━━ PROVIDED DATA ━━
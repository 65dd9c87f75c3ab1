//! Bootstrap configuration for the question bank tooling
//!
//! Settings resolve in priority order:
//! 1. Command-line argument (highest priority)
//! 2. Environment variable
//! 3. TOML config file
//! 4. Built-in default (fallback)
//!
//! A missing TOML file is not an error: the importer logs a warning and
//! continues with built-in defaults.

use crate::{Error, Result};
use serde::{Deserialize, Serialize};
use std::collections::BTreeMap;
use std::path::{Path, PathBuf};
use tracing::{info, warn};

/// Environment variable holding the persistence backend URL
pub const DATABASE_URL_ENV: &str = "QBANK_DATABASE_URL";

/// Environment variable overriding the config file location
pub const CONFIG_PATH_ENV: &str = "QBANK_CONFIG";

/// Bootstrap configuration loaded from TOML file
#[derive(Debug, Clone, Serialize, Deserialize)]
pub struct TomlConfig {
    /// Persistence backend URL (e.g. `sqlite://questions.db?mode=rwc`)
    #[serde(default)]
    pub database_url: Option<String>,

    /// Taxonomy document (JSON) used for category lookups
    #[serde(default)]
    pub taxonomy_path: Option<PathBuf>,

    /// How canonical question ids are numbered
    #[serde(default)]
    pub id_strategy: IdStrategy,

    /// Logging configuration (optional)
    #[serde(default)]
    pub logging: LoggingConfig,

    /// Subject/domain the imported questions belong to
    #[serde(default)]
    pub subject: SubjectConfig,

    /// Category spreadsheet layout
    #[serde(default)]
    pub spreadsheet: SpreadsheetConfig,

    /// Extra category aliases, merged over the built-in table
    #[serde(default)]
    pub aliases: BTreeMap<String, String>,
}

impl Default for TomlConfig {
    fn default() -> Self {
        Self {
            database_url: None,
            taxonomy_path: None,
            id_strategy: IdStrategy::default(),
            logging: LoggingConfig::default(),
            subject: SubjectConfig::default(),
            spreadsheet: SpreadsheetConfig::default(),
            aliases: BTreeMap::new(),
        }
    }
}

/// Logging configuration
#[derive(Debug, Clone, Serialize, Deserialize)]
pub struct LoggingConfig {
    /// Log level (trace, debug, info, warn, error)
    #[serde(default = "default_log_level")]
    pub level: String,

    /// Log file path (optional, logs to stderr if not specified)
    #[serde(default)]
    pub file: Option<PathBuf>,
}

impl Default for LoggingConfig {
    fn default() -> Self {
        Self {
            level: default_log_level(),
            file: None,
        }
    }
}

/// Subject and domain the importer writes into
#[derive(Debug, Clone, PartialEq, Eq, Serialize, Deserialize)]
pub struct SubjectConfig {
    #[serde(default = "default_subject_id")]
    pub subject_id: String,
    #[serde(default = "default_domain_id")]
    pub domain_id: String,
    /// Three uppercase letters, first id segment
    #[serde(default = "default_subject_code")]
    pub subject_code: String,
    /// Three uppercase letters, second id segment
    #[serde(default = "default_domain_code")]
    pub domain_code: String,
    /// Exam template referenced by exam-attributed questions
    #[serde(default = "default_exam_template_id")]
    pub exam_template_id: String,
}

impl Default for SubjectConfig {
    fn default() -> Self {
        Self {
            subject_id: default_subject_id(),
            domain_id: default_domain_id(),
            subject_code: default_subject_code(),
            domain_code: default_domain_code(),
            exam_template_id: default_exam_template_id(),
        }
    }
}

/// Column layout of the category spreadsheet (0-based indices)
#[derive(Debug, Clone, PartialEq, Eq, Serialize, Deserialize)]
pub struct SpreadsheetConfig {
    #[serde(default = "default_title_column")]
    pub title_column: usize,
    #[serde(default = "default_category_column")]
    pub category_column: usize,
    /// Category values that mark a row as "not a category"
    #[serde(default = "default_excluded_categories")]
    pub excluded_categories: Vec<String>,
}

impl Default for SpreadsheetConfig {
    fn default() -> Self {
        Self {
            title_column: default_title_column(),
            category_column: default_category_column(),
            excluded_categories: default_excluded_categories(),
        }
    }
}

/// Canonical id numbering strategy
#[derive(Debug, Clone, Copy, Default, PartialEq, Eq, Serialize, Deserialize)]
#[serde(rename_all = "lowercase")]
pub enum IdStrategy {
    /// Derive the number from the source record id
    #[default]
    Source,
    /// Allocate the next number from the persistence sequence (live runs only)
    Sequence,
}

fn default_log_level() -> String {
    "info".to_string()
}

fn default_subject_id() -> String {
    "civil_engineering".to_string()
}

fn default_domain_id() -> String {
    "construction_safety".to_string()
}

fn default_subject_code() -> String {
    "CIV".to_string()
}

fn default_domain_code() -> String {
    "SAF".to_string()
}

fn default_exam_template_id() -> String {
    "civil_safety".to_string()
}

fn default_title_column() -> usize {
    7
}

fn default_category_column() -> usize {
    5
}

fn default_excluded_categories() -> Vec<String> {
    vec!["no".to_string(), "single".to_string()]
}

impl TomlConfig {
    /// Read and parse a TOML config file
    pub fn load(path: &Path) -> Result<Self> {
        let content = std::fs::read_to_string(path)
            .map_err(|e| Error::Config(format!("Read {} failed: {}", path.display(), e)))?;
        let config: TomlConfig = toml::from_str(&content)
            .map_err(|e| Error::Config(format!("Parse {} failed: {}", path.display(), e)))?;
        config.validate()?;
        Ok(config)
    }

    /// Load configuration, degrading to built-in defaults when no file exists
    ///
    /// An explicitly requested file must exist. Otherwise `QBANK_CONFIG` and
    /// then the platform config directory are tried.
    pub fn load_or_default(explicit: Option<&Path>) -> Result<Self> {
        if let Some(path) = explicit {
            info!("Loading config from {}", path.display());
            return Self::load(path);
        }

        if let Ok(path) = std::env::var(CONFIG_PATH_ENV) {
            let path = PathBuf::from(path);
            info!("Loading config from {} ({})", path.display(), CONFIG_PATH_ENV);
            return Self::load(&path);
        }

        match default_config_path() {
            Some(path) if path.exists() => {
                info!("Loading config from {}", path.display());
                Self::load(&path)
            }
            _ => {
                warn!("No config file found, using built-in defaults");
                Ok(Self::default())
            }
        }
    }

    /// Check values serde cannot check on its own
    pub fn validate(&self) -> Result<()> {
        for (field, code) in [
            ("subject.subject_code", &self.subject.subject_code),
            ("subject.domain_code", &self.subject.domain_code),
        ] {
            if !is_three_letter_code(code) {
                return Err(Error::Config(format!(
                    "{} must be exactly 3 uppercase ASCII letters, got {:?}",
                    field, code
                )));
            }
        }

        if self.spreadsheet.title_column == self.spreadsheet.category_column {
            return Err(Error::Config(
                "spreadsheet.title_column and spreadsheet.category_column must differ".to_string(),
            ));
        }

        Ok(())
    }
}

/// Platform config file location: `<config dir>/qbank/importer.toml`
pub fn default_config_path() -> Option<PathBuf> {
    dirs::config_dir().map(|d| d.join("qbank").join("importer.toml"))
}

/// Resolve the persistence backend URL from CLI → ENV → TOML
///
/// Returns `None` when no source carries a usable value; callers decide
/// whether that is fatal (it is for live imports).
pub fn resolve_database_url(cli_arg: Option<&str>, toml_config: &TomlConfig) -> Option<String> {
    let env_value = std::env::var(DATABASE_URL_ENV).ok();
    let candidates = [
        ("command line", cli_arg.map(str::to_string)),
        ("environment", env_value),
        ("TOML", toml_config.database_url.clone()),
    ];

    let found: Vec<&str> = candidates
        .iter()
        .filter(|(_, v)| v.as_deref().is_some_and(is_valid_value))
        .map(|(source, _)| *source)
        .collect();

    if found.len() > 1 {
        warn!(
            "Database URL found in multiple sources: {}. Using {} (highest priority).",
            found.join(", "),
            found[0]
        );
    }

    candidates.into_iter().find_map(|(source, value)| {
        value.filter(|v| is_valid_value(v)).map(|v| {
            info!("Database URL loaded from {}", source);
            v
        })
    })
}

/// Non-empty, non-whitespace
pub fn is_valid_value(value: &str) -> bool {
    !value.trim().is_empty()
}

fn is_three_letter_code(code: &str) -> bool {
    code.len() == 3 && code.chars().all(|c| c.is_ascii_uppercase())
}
━━━
_ABOUT THIS EXERCISE_. Copy out all lines of the listing above that include "logs".

_WRITTEN SOLUTION_.
//! A missing TOML file is not an error: the importer logs a warning and
    /// Log file path (optional, logs to stderr if not specified)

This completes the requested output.